Cognitive Dissonance Watch

Do you recall my remarking that I thought that cognitive dissonance was likely to prevail over any coherent policies or programs? I got a good example of that this morning. On ABC’s This Week With George Stephanopoulos former Chicago Mayor Rahm Emanuel, presumably without knowing it, paraphrased G. K. Chesterton’s famous remark: “America is the only nation in the world that is founded on a creed”.

What he missed is that the creed includes free exercise of religion and expansive freedom of speech as well as the acceptance of our contradictions as embodied in our history as well as a fundamental believe in our own benignity. That is incompatible with “cancel culture”, the tearing down of statues of historic figures, and the suppression of books and movies from earlier years that don’t reflect today’s values or, what’s worse, tomorrow’s.

Without bonds of blood, language, religion, culture, or that common secular creed, hypocrisy and all, I see no viable force that will hold us together.

6 comments… add one
  • steve Link

    While I am not a fan of cancel culture, we survived for many years without freedom of speech and rights for whole groups of people so expansive freedom of speech really just means free speech for certain groups. In some cases those people were barely acknowledged in our society, unless they occasionally got fed up and rioted. In one case that group made up the majority of the population. Free exercise of religion? I guess compared with most other countries, but certainly not as an absolute and we clearly had religion codified into law, which was not consistent with our creed as most people believed it.

    So acceptance of our contradictions and believing they are benign are much more important in some ways. (I would have said that we aspired to free speech and religion.) In this we are mostly fortunate. Those who have been harmed consistently, with a few exceptions, ask for justice and participation as full citizens, not revenge. Compare MLK with the KKK leaders who have been memorialized at our Army bases. People in power not wanting to give it up is usually the norm, so groups like the KKK are to be expected. I think leaders like MLK (Ghandi in india) are the exception. I will be more concerned when the desire to get revenge becomes predominant.

    Much more harmful than tearing down statues, which is pretty common through history, and cancel culture, is the belief that those who are not in your tribe are evil, not “real Americans”. When our leaders dont even try to appeal to or talk with the opposition that is a much bigger problem.

    Steve

  • bob sykes Link

    Tearing down statues, renaming bases, digging up Confederate bodies (ALL in Warren’s bill, ALL) means that the Civil War reconciliation is finished. Southern Whites are not Americans. They have NO obligations to the USA. They are unreconciled aliens, living under a conquering, alien regime.

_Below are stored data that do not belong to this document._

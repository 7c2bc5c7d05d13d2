//! Shared HTTP adapter state.
//!
//! Handlers receive this state via `actix_web::web::Data` so they only
//! depend on domain ports and stay testable without a real store.

use std::sync::Arc;

use crate::domain::ports::{UserRegistration, UsersQuery};

/// Dependency bundle for HTTP handlers.
#[derive(Clone)]
pub struct HttpState {
    /// Read side: listing and referral code lookup.
    pub users: Arc<dyn UsersQuery>,
    /// Write side: registration.
    pub registration: Arc<dyn UserRegistration>,
}

impl HttpState {
    /// Bundle the user ports.
    ///
    /// # Examples
    /// ```
    /// use std::sync::Arc;
    ///
    /// use referrals::domain::RegistrationService;
    /// use referrals::inbound::http::state::HttpState;
    /// use referrals::outbound::memory::InMemoryUserRepository;
    /// use referrals::outbound::referral_codes::RandomReferralCodes;
    ///
    /// let repo = InMemoryUserRepository::seeded().expect("seed users");
    /// let service = Arc::new(RegistrationService::new(
    ///     Arc::new(repo),
    ///     Arc::new(RandomReferralCodes),
    /// ));
    /// let _state = HttpState::new(service.clone(), service);
    /// ```
    pub fn new(users: Arc<dyn UsersQuery>, registration: Arc<dyn UserRegistration>) -> Self {
        Self {
            users,
            registration,
        }
    }
}
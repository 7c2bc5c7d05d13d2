//! In-memory user store.
//!
//! Users live in a `Vec` guarded by a `std::sync::Mutex` together with the
//! next identifier. No lock is held across an `.await`, so the blocking mutex
//! is safe inside async handlers. Contents are lost when the process exits.

mod seed;

use std::sync::{Mutex, MutexGuard};

use async_trait::async_trait;
use tracing::debug;

use crate::domain::ports::{UserRepository, UserRepositoryError};
use crate::domain::{NewUser, User, UserId, UserValidationError};

pub use seed::demo_users;

#[derive(Debug)]
struct UserStore {
    users: Vec<User>,
    next_id: UserId,
}

impl UserStore {
    fn push(&mut self, user: NewUser) -> User {
        let id = self.next_id;
        let user = user.into_user(id);
        self.users.push(user.clone());
        self.next_id = id.next();
        debug!(user_id = %id, "user appended");
        user
    }

    fn credit(&mut self, id: UserId, amount: u64) -> Option<User> {
        self.users
            .iter_mut()
            .find(|user| user.id() == id)
            .map(|user| {
                user.credit_points(amount);
                user.clone()
            })
    }
}

/// Process-local [`UserRepository`].
///
/// # Examples
/// ```
/// use referrals::domain::ports::UserRepository;
/// use referrals::outbound::memory::InMemoryUserRepository;
///
/// # tokio::runtime::Runtime::new().expect("runtime").block_on(async {
/// let repo = InMemoryUserRepository::seeded().expect("seed users");
/// let bob = repo.find_by_referral_code("BOB456").await.expect("lookup");
/// assert_eq!(bob.map(|u| u.id().get()), Some(2));
/// # });
/// ```
#[derive(Debug)]
pub struct InMemoryUserRepository {
    store: Mutex<UserStore>,
}

impl InMemoryUserRepository {
    /// Empty store whose first identifier is `1`.
    pub fn new() -> Self {
        Self::with_users(Vec::new())
    }

    /// Store holding the demo users; the next identifier is `4`.
    pub fn seeded() -> Result<Self, UserValidationError> {
        demo_users().map(Self::with_users)
    }

    /// Store holding `users` in the given order.
    ///
    /// The next identifier follows the largest existing one.
    pub fn with_users(users: Vec<User>) -> Self {
        let next_id = users
            .iter()
            .map(User::id)
            .max()
            .map_or(UserId::new(1), UserId::next);
        Self {
            store: Mutex::new(UserStore { users, next_id }),
        }
    }

    fn lock(&self) -> Result<MutexGuard<'_, UserStore>, UserRepositoryError> {
        self.store
            .lock()
            .map_err(|err| UserRepositoryError::query(format!("user store poisoned: {err}")))
    }
}

impl Default for InMemoryUserRepository {
    fn default() -> Self {
        Self::new()
    }
}

#[async_trait]
impl UserRepository for InMemoryUserRepository {
    async fn list_all(&self) -> Result<Vec<User>, UserRepositoryError> {
        Ok(self.lock()?.users.clone())
    }

    async fn find_by_email(&self, email: &str) -> Result<Option<User>, UserRepositoryError> {
        let store = self.lock()?;
        Ok(store
            .users
            .iter()
            .find(|user| user.email().as_ref() == email)
            .cloned())
    }

    async fn find_by_referral_code(
        &self,
        code: &str,
    ) -> Result<Option<User>, UserRepositoryError> {
        let store = self.lock()?;
        Ok(store
            .users
            .iter()
            .find(|user| user.referral_code().as_ref() == code)
            .cloned())
    }

    async fn append(&self, user: NewUser) -> Result<User, UserRepositoryError> {
        Ok(self.lock()?.push(user))
    }

    async fn append_referred(
        &self,
        user: NewUser,
        referrer: UserId,
        amount: u64,
    ) -> Result<Option<User>, UserRepositoryError> {
        let mut store = self.lock()?;
        if store.credit(referrer, amount).is_none() {
            return Ok(None);
        }
        Ok(Some(store.push(user)))
    }
}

    But it it more extensive than that. Nobody is an American, because the USA itself no longer exists. The only remaining option is partition of the USA into several successor states with forcible, large-scale population transfers. The partition of India the Raj into India and Pakistan is the model, hopefully without killing a million or more “Americans.”

  • CuriousOnlooker Link

    There is also the unifying force of the sword, or the gun.

    After the Roman Republic fell from dysfunction, the Roman empire arose and as a political entity, Rome survived for another 1500 years; through plagues of Antonine, plague of Justinian, Attila the Hun, Nero, the crisis of the third century..

    So I don’t worry about disunity, in a way.

  • TarsTarkas Link

    ‘Much more harmful than tearing down statues, which is pretty common through history, and cancel culture, is the belief that those who are not in your tribe are evil, not “real Americans”. When our leaders dont even try to appeal to or talk with the opposition that is a much bigger problem.’

    Here is John Cleese’s summary of this attitude, which does a far better job describing the problem than any number of learned philosophers and pundits:

    https://www.youtube.com/watch?v=HLNhPMQnWu4

  • steve:

    There are procedures for having statues removed—zoning boards and so on. Being impatient or angry grants no special dispensation from the law. If you don’t like the procedures, persuade enough other people to change them that they are changed through the ordinary democratic processes. Not having the will or ability or inclination or composure to persuade grants no special dispensation, either.
    Imposing your will by force outside of any due process is tyranny and it has no greater moral standing than any other tyranny.

  • steve Link

    For the record I agree with what you say above in the sense that they should be removed by legal methods. (Were the Ukrainians tyrannical when they toppled Lenin statues?)